For mine the main advantage of flow control taps is you can drastically reduce the amount of line in your keg fridge/keezer, and not have to worry about poor foam. The other advantage I have found with them is during the hot weather when the taps are at room temp (particularly useful for me as my keg fridge lives in my garage, which gets freakin hot during the summer). You can run the first 1/4 of the pour with full restriction until the taps cool down, the open up to normal when cold. Means you don't get excessive foam if you're only pouring the odd beer during hot weather.

I'd recommend FC taps every time based on my experience.

JD


----------



## Rocker1986 (30/7/18)

Agreed with above, I've not had any problems with beer going flat or anything from my FC taps either. They've been in use on the kegerator for 3 years and I imagine they'll continue to be in use for years to come as well.


----------



## shacked (30/7/18)

Hmmm perhaps I'm regressive but I've been bottling a lot more beer these days. With most of my beers being Belgiany or sour or funky, I've had a hard time trying to replicate the bottle conditioned flavor with kegs. I've tried adding priming sugar to the keg, leaving warm and then chilling and serving on tap but I could pick it out of a triangle test every time.

If you are into lagers or hoppy beers then I'd say kegging is a must do!!


----------



## Thurston Forabrew (30/7/18)

Really happy to be kegging. There is the little issue of being able to top up your glass constantly so you don't actually know how many beers you've sunk. But, when I say issue, I mean first world issue.

The initial cost to set up can be a big hit for some. You can get second hand kegs, 2 for the price of 1 new one. Get seal kits to doctor them up for between 6 and 10 bucks each and they'll serve you well. Also, the price of new kegs is really competitive at the moment so you can save some money there, where just a year ago the price was WAY higher!

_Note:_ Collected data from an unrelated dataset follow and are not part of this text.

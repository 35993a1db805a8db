use rocket::fairing::{Fairing, Info, Kind};
use rocket::{Data, Request, Response};
use std::time::Instant;

use crate::logging::LogContext;

/// Fairing that logs one line per HTTP request: method, URI, status and latency.
pub struct RequestLogger {
    log: LogContext,
}

impl RequestLogger {
    pub fn new(log: LogContext) -> Self {
        Self { log }
    }
}

impl Default for RequestLogger {
    fn default() -> Self {
        Self::new(LogContext::new("http"))
    }
}

struct RequestStart(Instant);

#[rocket::async_trait]
impl Fairing for RequestLogger {
    fn info(&self) -> Info {
        Info {
            name: "Request Logger",
            kind: Kind::Request | Kind::Response,
        }
    }

    async fn on_request(&self, request: &mut Request<'_>, _: &mut Data<'_>) {
        request.local_cache(|| RequestStart(Instant::now()));
    }

    async fn on_response<'r>(&self, request: &'r Request<'_>, response: &mut Response<'r>) {
        let started = request.local_cache(|| RequestStart(Instant::now()));
        let elapsed_ms = started.0.elapsed().as_secs_f64() * 1000.0;
        let status = response.status();

        let line = format!(
            "{} {} -> {} ({:.2}ms)",
            request.method(),
            request.uri(),
            status.code,
            elapsed_ms
        );
        if status.code >= 500 {
            self.log.error(format_args!("{line}"));
        } else {
            self.log.info(format_args!("{line}"));
        }
    }
}
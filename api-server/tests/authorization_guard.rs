use movie_api::api_routes;
use movie_api::auth::JwtService;
use movie_api::auth::responses::Role;
use movie_api::models::{NewUser, User};
use movie_api::store::Repositories;
use movie_api::test_support::{TestRocketBuilder, bearer_for};
use rocket::http::{Header, Status};
use rocket::local::asynchronous::{Client, LocalResponse};
use serde_json::Value;

async fn seed(repositories: &Repositories, email: &str, role: Role) -> User {
    repositories
        .users
        .create(NewUser {
            full_name: "Guard Test".into(),
            email: email.into(),
            role,
        })
        .await
        .expect("seed user")
}

async fn setup() -> (Client, Repositories, User, User) {
    let builder = TestRocketBuilder::new().mount_api_routes(api_routes());
    let repositories = builder.repositories();
    let user = seed(&repositories, "user@x.com", Role::User).await;
    let admin = seed(&repositories, "admin@x.com", Role::Admin).await;
    (builder.async_client().await, repositories, user, admin)
}

async fn error_body(response: LocalResponse<'_>) -> Value {
    response.into_json().await.expect("json error body")
}

#[rocket::async_test]
async fn missing_or_malformed_header_is_unauthorized() {
    let (client, _, _, _) = setup().await;

    let response = client.get("/users/profile").dispatch().await;
    assert_eq!(response.status(), Status::Unauthorized);
    let body = error_body(response).await;
    assert_eq!(body["statusCode"], 401);
    assert_eq!(body["message"], "Unauthorized");

    let response = client
        .get("/users/profile")
        .header(Header::new("Authorization", "Token abc"))
        .dispatch()
        .await;
    assert_eq!(response.status(), Status::Unauthorized);

    let response = client
        .get("/users/profile")
        .header(Header::new("Authorization", "Bearer not.a.jwt"))
        .dispatch()
        .await;
    assert_eq!(response.status(), Status::Unauthorized);
    assert_eq!(error_body(response).await["message"], "Invalid token");
}

#[rocket::async_test]
async fn expired_token_is_unauthorized() {
    let (client, _, user, _) = setup().await;

    let response = client
        .get("/users/profile")
        .header(Header::new("Authorization", bearer_for(&user, -3600)))
        .dispatch()
        .await;
    assert_eq!(response.status(), Status::Unauthorized);
    assert_eq!(error_body(response).await["message"], "Token expired");
}

#[rocket::async_test]
async fn token_signed_with_another_secret_is_rejected() {
    let (client, _, user, _) = setup().await;
    let forged = JwtService::new("some-other-secret", 3600)
        .issue_access_token(&user)
        .expect("issue token");

    let response = client
        .get("/users/profile")
        .header(Header::new(
            "Authorization",
            format!("Bearer {}", forged.token),
        ))
        .dispatch()
        .await;
    assert_eq!(response.status(), Status::Unauthorized);
}

#[rocket::async_test]
async fn wrong_role_is_forbidden() {
    let (client, _, user, admin) = setup().await;

    let response = client
        .delete("/movies/1")
        .header(Header::new("Authorization", bearer_for(&user, 3600)))
        .dispatch()
        .await;
    assert_eq!(response.status(), Status::Forbidden);
    let body = error_body(response).await;
    assert_eq!(body["statusCode"], 403);
    assert_eq!(
        body["message"],
        "Forbidden, insufficient role for this action"
    );

    // Single-movie reads are reserved for USER accounts.
    let response = client
        .get("/movies/1")
        .header(Header::new("Authorization", bearer_for(&admin, 3600)))
        .dispatch()
        .await;
    assert_eq!(response.status(), Status::Forbidden);
}

#[rocket::async_test]
async fn any_role_may_list_movies() {
    let (client, _, user, admin) = setup().await;

    for caller in [&user, &admin] {
        let response = client
            .get("/movies")
            .header(Header::new("Authorization", bearer_for(caller, 3600)))
            .dispatch()
            .await;
        assert_eq!(response.status(), Status::Ok);
    }
}

#[rocket::async_test]
async fn deleted_subject_is_not_found() {
    let (client, repositories, user, _) = setup().await;
    let token = bearer_for(&user, 3600);

    assert!(repositories.users.delete(user.id).await.expect("delete user"));

    let response = client
        .get("/users/profile")
        .header(Header::new("Authorization", token))
        .dispatch()
        .await;
    assert_eq!(response.status(), Status::NotFound);
    assert_eq!(error_body(response).await["message"], "User not found");
}

#[rocket::async_test]
async fn role_is_read_from_the_token() {
    let (client, repositories, user, _) = setup().await;
    let stale_user_token = bearer_for(&user, 3600);

    repositories
        .users
        .update(
            user.id,
            movie_api::models::UserChanges {
                role: Some(Role::Admin),
                ..Default::default()
            },
        )
        .await
        .expect("promote user");

    let response = client
        .delete("/movies/1")
        .header(Header::new("Authorization", stale_user_token))
        .dispatch()
        .await;
    assert_eq!(response.status(), Status::Forbidden);
}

Once you're up and going you'll find having the CO2 around in your brewery will actually give you some excellent advantages in your processes. You can push beer from vessel to vessel anaerobically, you can blanket and purge your beer after additions. You can also easily add a bottling tool to your keg systems so that you can fill a few bottles with carbonated beer. The beer gun is great for this and the T-type bottle filler is pretty simple as well.


----------



## theQuinny (31/7/18)

Thanks for that Thurston ... 

I was looking at kegland, They have 19L kegs for $98 +10 delivery - that seems about as cheap as I can find. (or second hand for around $50...)


Q


----------



## theQuinny (31/7/18)

So ... to get the ball rolling, I'm thinking of getting a couple of these:

https://www.kegland.com.au/19l-ball-lock-keg-brand-new-594.html

I can't afford to get the whole kit in one go so It'll be a few pieces at a time ...



Q


----------



## Ronwales (31/7/18)

theQuinny said:


> So ... to get the ball rolling, I'm thinking of getting a couple of these:
> 
> https://www.kegland.com.au/19l-ball-lock-keg-brand-new-594.html
> 
> ...


Where are you from mate? In perth someone is selling second hand ones for 50


----------



## theQuinny (31/7/18)

Brisbane mate. I also saw second hand ones on kegland for around the same price ... Their new ones have a 5 year warranty - I'm trying to be a bit of a clean fanatic, so I thought I'd go new...

Did you see that kegorator with 6 kegs go for $500 bucks in Victoria? Bargain ...


----------



## Ronwales (31/7/18)

theQuinny said:


> Brisbane mate. I also saw second hand ones on kegland for around the same price ... Their new ones have a 5 year warranty - I'm trying to be a bit of a clean fanatic, so I thought I'd go new...
> 
> Did you see that kegorator with 6 kegs go for $500 bucks in Victoria? Bargain ...


No I didn't, that is a bargain! 
I just got my first kegerator second hand off a mate. Got it for 200 with 3 kegs!!! Got 1st batch of beer carbonating at the moment, can't wait. So many bargains on gumtree


----------



## theQuinny (31/7/18)

Lucky bugger


----------



## theQuinny (31/7/18)

Can someone tell me (roughly) how tall is a 6kg CO2 bottle is with gauges attached? Trying to figure out the required fridge dimensions ...


----------



## theQuinny (31/7/18)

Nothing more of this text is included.